Risk Factors for Low Knowledge and Negative Attitudes among Caregivers of Children with Autism Spectrum Disorder in Iraq: A Multi-center Crosssectional Study

Hiba Qahttan Khaleel Al-Juhaishi^1,2Osamah Abbas Jaber^1,3Faris Lami^3,4Shatha Mohammed Jasim^1,3Nahid Dehghan Nayeri^3,5Shafiee Sabet^3,6Ghaith Al-gburi^3,7*

• ¹Al-Subtain Academy for Autism and Neurodevelopmental Disorders, Karbala, Karbala, Iraq
• ²Baghdad Teaching Hospital, Baghdad,, Iraq
• ³Al-Subtain University of Medical Sciences, International Branch of Tehran University for Medical Sciences, Karbala, Karbala, Iraq
• ⁴College of Medicine, University of Baghdad, Baghdad, Baghdad, Iraq
• ⁵School of Nursing and Midwifery, Tehran University of Medical Sciences, Tehran, Alborz, Iran
• ⁶Department of Family Medicine, School of Medicine, Tehran University of Medical Sciences, Tehran, Alborz, Iran
• ⁷School of Biosciences, College of Life and Environmental Sciences, University of Birmingham, Birmingham, England, United Kingdom

Introduction: Children with autism spectrum disorder (ASD) can experience delayed diagnosis and ineffective treatment due to low caregiver knowledge. Negative attitudes have also been linked to increased emotional problems and poor adaptive outcomes. Before educational interventions can address these issues, local knowledge and attitudes must be assessed, including the identification of high-risk groups that require prioritisation. Methods: Between February 17 and September 10, 2024, Al-Subtain Academy for Autism and Baghdad's National Centre for Autism and Child Psychiatry conducted a cross-sectional study. Data was collected using a structured questionnaire developed based on the Autism Stigma and Knowledge Questionnaire (ASK-Q) and a review of previous studies. The questionnaire was pre-tested on 25 caregivers for clarity and reliability. Results: 302 caregivers were included, all of whom were family members of the children. 57 caregivers (18.9%) had low knowledge of ASD, while only 24 (7.9%) had high knowledge. College-educated caregivers scored higher than those who were illiterate or with primary or secondary school education (p-values = 0.009, 0.002, and 0.007). Similarly, caregivers from low-income backgrounds had less knowledge than those from average and high-income backgrounds (p-value = 0.002 and 0.005).

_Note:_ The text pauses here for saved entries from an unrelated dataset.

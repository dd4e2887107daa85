use axum::http::StatusCode;
use thiserror::Error;

use super::response::ApiError;
use super::upload::UploadError;
use crate::config::ConfigError;
use crate::infrastructure::storage::StorageError;

pub type AppResult<T> = Result<T, AppError>;

#[derive(Debug, Error)]
pub enum AppError {
    #[error(transparent)]
    Config(#[from] ConfigError),

    #[error("{}", .0.join(" "))]
    Validation(Vec<String>),

    #[error(transparent)]
    Provider(#[from] StorageError),

    #[error("Database error: {0}")]
    Persistence(#[from] sqlx::Error),

    #[error("{0}")]
    NotFound(String),

    #[error("{0}")]
    Unauthorized(String),

    #[error("Upload failed: {0}")]
    Upload(UploadError),

    #[error(transparent)]
    Internal(#[from] anyhow::Error),
}

impl AppError {
    pub fn validation(message: impl Into<String>) -> Self {
        AppError::Validation(vec![message.into()])
    }

    pub fn status(&self) -> StatusCode {
        match self {
            AppError::Validation(_) => StatusCode::BAD_REQUEST,
            AppError::NotFound(_) => StatusCode::NOT_FOUND,
            AppError::Unauthorized(_) => StatusCode::UNAUTHORIZED,
            AppError::Provider(_) => StatusCode::BAD_GATEWAY,
            AppError::Upload(UploadError::TimedOut(_)) => StatusCode::REQUEST_TIMEOUT,
            AppError::Upload(UploadError::Source(_)) => StatusCode::BAD_REQUEST,
            AppError::Upload(_) => StatusCode::INTERNAL_SERVER_ERROR,
            AppError::Config(_) | AppError::Persistence(_) | AppError::Internal(_) => {
                StatusCode::INTERNAL_SERVER_ERROR
            }
        }
    }
}

impl From<UploadError> for AppError {
    fn from(err: UploadError) -> Self {
        match err {
            UploadError::Storage(e) => AppError::Provider(e),
            UploadError::TooLarge { .. } => AppError::Validation(vec![err.to_string()]),
            other => AppError::Upload(other),
        }
    }
}

impl From<validator::ValidationErrors> for AppError {
    fn from(errors: validator::ValidationErrors) -> Self {
        let mut messages = errors
            .field_errors()
            .into_iter()
            .flat_map(|(field, errs)| {
                errs.iter().map(move |e| match &e.message {
                    Some(msg) => msg.to_string(),
                    None => format!("Invalid value for {field}."),
                })
            })
            .collect::<Vec<_>>();

        messages.sort();
        if messages.is_empty() {
            messages.push(errors.to_string());
        }
        AppError::Validation(messages)
    }
}

impl From<AppError> for ApiError {
    fn from(err: AppError) -> Self {
        let status = err.status();
        if status.is_server_error() {
            tracing::error!("{}", err);
        }
        ApiError(err.to_string(), status)
    }
}

#[cfg(test)]
mod tests {
    use super::*;

    #[test]
    fn validation_errors_map_to_bad_request() {
        let err = AppError::Validation(vec![
            "Wrong filetype (text/plain).".into(),
            "Filesize exceeded: 20/10.".into(),
        ]);
        assert_eq!(err.status(), StatusCode::BAD_REQUEST);
        assert_eq!(err.to_string(), "Wrong filetype (text/plain). Filesize exceeded: 20/10.");
    }

    #[test]
    fn storage_failures_inside_uploads_are_provider_errors() {
        let err: AppError = UploadError::Storage(StorageError::from_raw("UploadPart", "boom")).into();
        assert!(matches!(err, AppError::Provider(_)));
        assert_eq!(err.status(), StatusCode::BAD_GATEWAY);
    }

    #[test]
    fn oversized_uploads_are_validation_errors() {
        let err: AppError = UploadError::TooLarge { received: 11, max: 10 }.into();
        assert!(matches!(err, AppError::Validation(_)));
    }
}
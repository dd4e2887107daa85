use serde::Serialize;
use tracing::debug;
use utoipa::ToSchema;

use crate::config::settings::DEFAULT_UPLOAD_MAX_BYTES;

/// Content types accepted for render-job uploads.
pub const ALLOWED_TYPES: &[&str] = &[
    "application/zip",
    "application/octet-stream",
    "application/x-gzip",
    "multipart/x-gzip",
    "multipart/x-zip",
    "application/blender",
];

#[derive(Debug, Clone)]
pub struct UploadRules {
    pub allowed_types: Vec<String>,
    pub max_bytes: u64,
}

impl Default for UploadRules {
    fn default() -> Self {
        Self {
            allowed_types: ALLOWED_TYPES.iter().map(|t| t.to_string()).collect(),
            max_bytes: DEFAULT_UPLOAD_MAX_BYTES,
        }
    }
}

impl UploadRules {
    pub fn with_max_bytes(max_bytes: u64) -> Self {
        Self {
            max_bytes,
            ..Self::default()
        }
    }
}

/// What the client declared about a file before any of it is read.
#[derive(Debug, Clone)]
pub struct IncomingFile {
    pub file_name: String,
    pub content_type: Option<String>,
    pub byte_count: u64,
}

#[derive(Debug, Clone, PartialEq, Eq, Serialize, ToSchema)]
pub struct ValidationIssue {
    pub message: String,
}

/// Checks the declared content type and size. An empty list means the file is accepted.
pub fn validate(file: &IncomingFile, rules: &UploadRules) -> Vec<ValidationIssue> {
    debug!("Validating file {}...", file.file_name);

    let mut errors = Vec::new();

    let essence = file
        .content_type
        .as_deref()
        .map(|ct| ct.split(';').next().unwrap_or(ct).trim().to_ascii_lowercase());

    let type_allowed = essence
        .as_deref()
        .is_some_and(|ct| rules.allowed_types.iter().any(|allowed| allowed == ct));

    if !type_allowed {
        errors.push(ValidationIssue {
            message: format!(
                "Wrong filetype ({}).",
                file.content_type.as_deref().unwrap_or("unknown")
            ),
        });
    }

    if file.byte_count > rules.max_bytes {
        errors.push(ValidationIssue {
            message: format!("Filesize exceeded: {}/{}.", file.byte_count, rules.max_bytes),
        });
    }

    if !errors.is_empty() {
        debug!("File {} rejected: {:?}", file.file_name, errors);
    }

    errors
}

However, this difference was no longer apparent when controlling for the lack of tertiary education (B = 1.231, p-value = 0.119). 105 (34.8%) thought that a complete cure is possible, with higher rates among caregivers without tertiary education (43.0%, adjusted p-value = 0.048) or from low-income backgrounds (55.0%, adjusted p-value = 0.0002). In terms of attitudes, 44 (14.6%) believed that all children with ASD are aggressive, and 114 (37.7%) believed that they are deliberately negativistic and non-compliant. Being ashamed of the diagnosis was more common if the child had comorbid conditions. However, this difference was only significant before adjusting for multiple testing (adjusted p-value = 0.286). Conclusion: Educational programmes should be implemented to enhance knowledge and address treatment expectations, especially among caregivers with low income and lower education. Efforts should be focused on reducing negative attitudes to improve overall outcomes.